The THz region is defined as the frequency range from 0.1 to 10 THz (corresponding to the wavelength from 30 to 3000 μm or photon energy from 0.41 to 41 meV). The THz frequency regime is located between the mid-infrared and submillimeter wave band. Because of the outstanding properties in both light and wave aspects, the THz technology is of great importance in areas such as properties investigations of semiconductor materials and high temperature superconducting materials, tomography, unmarked gene examination, cellular imaging, chemical and biological examination, broadband communications, security imaging, and non-destructive detection. 

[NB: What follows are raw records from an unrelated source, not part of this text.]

use axum::{extract::State, http::StatusCode, response::IntoResponse, Json};
use tower_sessions::Session;

use crate::{
    model::{
        api::{ErrorDto, ValidationErrorDto},
        auth::{IdentityDto, LoginRequest},
        user::{RegisterUserRequest, UserDto},
    },
    server::{
        controller::util::{identity::get_identity, json::ApiJson},
        error::Error,
        model::{app::AppState, session::user::SessionUserId},
        service::{auth::AuthService, user::UserService},
    },
};

pub static AUTH_TAG: &str = "auth";

/// Create a new user account
#[utoipa::path(
    post,
    path = "/api/auth/register",
    tag = AUTH_TAG,
    request_body = RegisterUserRequest,
    responses(
        (status = 201, description = "User account created", body = UserDto),
        (status = 400, description = "Invalid request, email taken, or password too weak", body = ValidationErrorDto),
        (status = 500, description = "Internal server error", body = ErrorDto)
    ),
)]
pub async fn register(
    State(state): State<AppState>,
    ApiJson(request): ApiJson<RegisterUserRequest>,
) -> Result<impl IntoResponse, Error> {
    let user_service = UserService::new(&state.db, state.identity.as_ref());
    let user = user_service.register_user(request).await?;

    Ok((StatusCode::CREATED, Json(user)))
}

/// Log in with email and password
///
/// Starts a new session for the user, the session ID is cycled to prevent session fixation.
#[utoipa::path(
    post,
    path = "/api/auth/login",
    tag = AUTH_TAG,
    request_body = LoginRequest,
    responses(
        (status = 200, description = "Logged in", body = UserDto),
        (status = 400, description = "Invalid request", body = ValidationErrorDto),
        (status = 401, description = "Invalid email or password", body = ErrorDto),
        (status = 500, description = "Internal server error", body = ErrorDto)
    ),
)]
pub async fn login(
    State(state): State<AppState>,
    session: Session,
    ApiJson(request): ApiJson<LoginRequest>,
) -> Result<impl IntoResponse, Error> {
    let auth_service = AuthService::new(state.identity.as_ref());
    let user = auth_service.login(request).await?;

    session.cycle_id().await?;
    SessionUserId::insert(&session, user.id).await?;

    Ok((StatusCode::OK, Json(user)))
}

/// Log out and end the current session
#[utoipa::path(
    post,
    path = "/api/auth/logout",
    tag = AUTH_TAG,
    responses(
        (status = 204, description = "Logged out"),
        (status = 500, description = "Internal server error", body = ErrorDto)
    ),
)]
pub async fn logout(session: Session) -> Result<impl IntoResponse, Error> {
    // Flushing a session which was never stored fails, only flush when logged in
    if SessionUserId::get(&session).await?.is_some() {
        session.flush().await?;
    }

    Ok(StatusCode::NO_CONTENT)
}

/// Get the logged in user and their roles
#[utoipa::path(
    get,
    path = "/api/auth/user",
    tag = AUTH_TAG,
    responses(
        (status = 200, description = "Logged in user", body = IdentityDto),
        (status = 401, description = "Not logged in", body = ErrorDto),
        (status = 500, description = "Internal server error", body = ErrorDto)
    ),
)]
pub async fn get_current_user(
    State(state): State<AppState>,
    session: Session,
) -> Result<impl IntoResponse, Error> {
    let identity = get_identity(&state, &session).await?;

    Ok((StatusCode::OK, Json(IdentityDto::from(identity))))
}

After years of development, SIMIT established a complete process and characterization platform for terahertz solid-state device, and made a number of important progress on terahertz radiation source, detector and THz applications, and exerted an important influence in the terahertz research field. In the field of terahertz photonics, theoretical and experimental research of terahertz radiation sources and detectors has been carried out systematically in SIMIT. The impact ionization model of terahertz radiation has been developed, and the variation rule of terahertz absorption coefficient with the radiation intensity has been explained. The first domestic research and development of high-performance terahertz quantum cascade laser and terahertz quantum well detectors were realized and used in the fields of terahertz communications and imaging. The successful development of terahertz quantum well detectors – light emitting diode devices overcome the challenges of terahertz detector array and demonstrated the terahertz focal plane pixelless imaging technology. Based on the high performance terahertz QCLs, we successfully achieved terahertz frequency comb operation in QCLs. In the continuous wave mode, the terahertz QCL frequency comb can span over 330 GHz (8% of the central frequency) that is the record for the QCLs with a bound-to-continuum active region design. In the field of terahertz electronics, SIMIT took the lead in developing Ka-band miniaturized anti-collision radar in China, and carried out the research and development of GaAs millimeter-wave monolithic integrated circuits since 2003. At present, the K-band Ka-band, V-band, E-band and W-band series of the MMIC chip sets with independent intellectual property rights, have been formed and applied to the millimeter-wave communication and detection system. SIMIT has prepared the first 60GHz communication chip sets based on vector modulation technology in China, and the MMIC chip applied to 5G communication has been successfully supplied to Huawei Technologies Co., Ltd. The Ka-band V-band and W-band miniature radar detector was successfully installed by SIMIT. Furthermore, SIMIT has manufactured SimImage, a human security inspection imaging equipment with completely independent intellectual property rights, won the silver award at the 2016 China International Industry Fair and succeeded in transforming the achievements.